### Action item:
Pick out each line below containing "only".

"""

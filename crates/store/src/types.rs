use {
    adrift_common::{PlatformId, UserRef},
    serde::{Deserialize, Serialize},
};

/// Lifecycle of a bottle. A bottle is archived the instant a finder claims
/// it, so it is delivered to at most one picker.
#[derive(Debug, Clone, Copy, PartialEq, Eq, Serialize, Deserialize)]
#[serde(rename_all = "lowercase")]
pub enum BottleStatus {
    Active,
    Archived,
}

impl BottleStatus {
    #[must_use]
    pub fn as_str(self) -> &'static str {
        match self {
            Self::Active => "active",
            Self::Archived => "archived",
        }
    }

    pub fn parse(s: &str) -> Option<Self> {
        match s {
            "active" => Some(Self::Active),
            "archived" => Some(Self::Archived),
            _ => None,
        }
    }
}

/// An anonymous message awaiting pickup by one other user.
#[derive(Debug, Clone, PartialEq, Eq, Serialize)]
pub struct Bottle {
    pub id: i64,
    pub content: String,
    pub sender: UserRef,
    pub created_at_ms: i64,
    pub status: BottleStatus,
}

/// Insert form of [`Bottle`].
#[derive(Debug, Clone)]
pub struct NewBottle {
    pub content: String,
    pub sender: UserRef,
}

/// A reply attached to a bottle. Append-only.
#[derive(Debug, Clone, PartialEq, Eq, Serialize)]
pub struct BottleReply {
    pub id: i64,
    pub bottle_id: i64,
    pub content: String,
    pub author: UserRef,
    pub created_at_ms: i64,
}

/// Insert form of [`BottleReply`].
#[derive(Debug, Clone)]
pub struct NewReply {
    pub bottle_id: i64,
    pub content: String,
    pub author: UserRef,
}

/// Per-user counters, one row per (platform, user id). Never deleted.
#[derive(Debug, Clone, PartialEq, Eq, Serialize)]
pub struct UserStats {
    pub user: UserRef,
    pub bottles_sent: i64,
    pub bottles_received: i64,
    pub replies_sent: i64,
    pub last_activity_ms: i64,
}

/// Which counter an operation bumps.
#[derive(Debug, Clone, Copy, PartialEq, Eq)]
pub enum StatField {
    BottlesSent,
    BottlesReceived,
    RepliesSent,
}

/// A caller-owned bottle with its reply summary, for the `list` command.
#[derive(Debug, Clone)]
pub struct BottleListing {
    pub bottle: Bottle,
    pub reply_count: i64,
    pub last_reply_ms: Option<i64>,
}

/// Terminal bookkeeping for one relay attempt.
#[derive(Debug, Clone, Copy, PartialEq, Eq, Serialize, Deserialize)]
#[serde(rename_all = "lowercase")]
pub enum DeliveryStatus {
    Pending,
    Sent,
    Failed,
}

impl DeliveryStatus {
    #[must_use]
    pub fn as_str(self) -> &'static str {
        match self {
            Self::Pending => "pending",
            Self::Sent => "sent",
            Self::Failed => "failed",
        }
    }

    pub fn parse(s: &str) -> Option<Self> {
        match s {
            "pending" => Some(Self::Pending),
            "sent" => Some(Self::Sent),
            "failed" => Some(Self::Failed),
            _ => None,
        }
    }
}

/// One relay delivery, tracked for audit only, never for control flow.
#[derive(Debug, Clone, PartialEq, Eq, Serialize)]
pub struct MessageRecord {
    pub id: i64,
    /// Who triggered the relay.
    pub source: UserRef,
    /// Delivery recipient user id on `target_platform`. The field name is
    /// kept from the audit schema.
    pub source_user: String,
    pub target_platform: PlatformId,
    /// Provider-assigned message id, set once the delivery succeeds.
    pub target_id: Option<String>,
    pub content: String,
    pub created_at_ms: i64,
    pub status: DeliveryStatus,
    pub error: Option<String>,
}

/// Insert form of [`MessageRecord`]; the dispatcher persists it as
/// [`DeliveryStatus::Pending`] before attempting the send.
#[derive(Debug, Clone)]
pub struct NewMessage {
    pub source: UserRef,
    pub source_user: String,
    pub target_platform: PlatformId,
    pub content: String,
}

/// Aggregate counters for the periodic broadcast.
#[derive(Debug, Clone, Copy, Default, PartialEq, Eq)]
pub struct BottleCounts {
    pub active: i64,
    pub archived: i64,
    pub total_replies: i64,
}

impl BottleCounts {
    #[must_use]
    pub fn total_bottles(&self) -> i64 {
        self.active + self.archived
    }
}

/// One audited inbound command.
#[derive(Debug, Clone, PartialEq, Eq, Serialize)]
pub struct CommandLogEntry {
    pub id: i64,
    pub user: UserRef,
    pub raw_text: String,
    pub created_at_ms: i64,
}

"""

### Finished task:
/// A reply attached to a bottle. Append-only.
/// One relay delivery, tracked for audit only, never for control flow.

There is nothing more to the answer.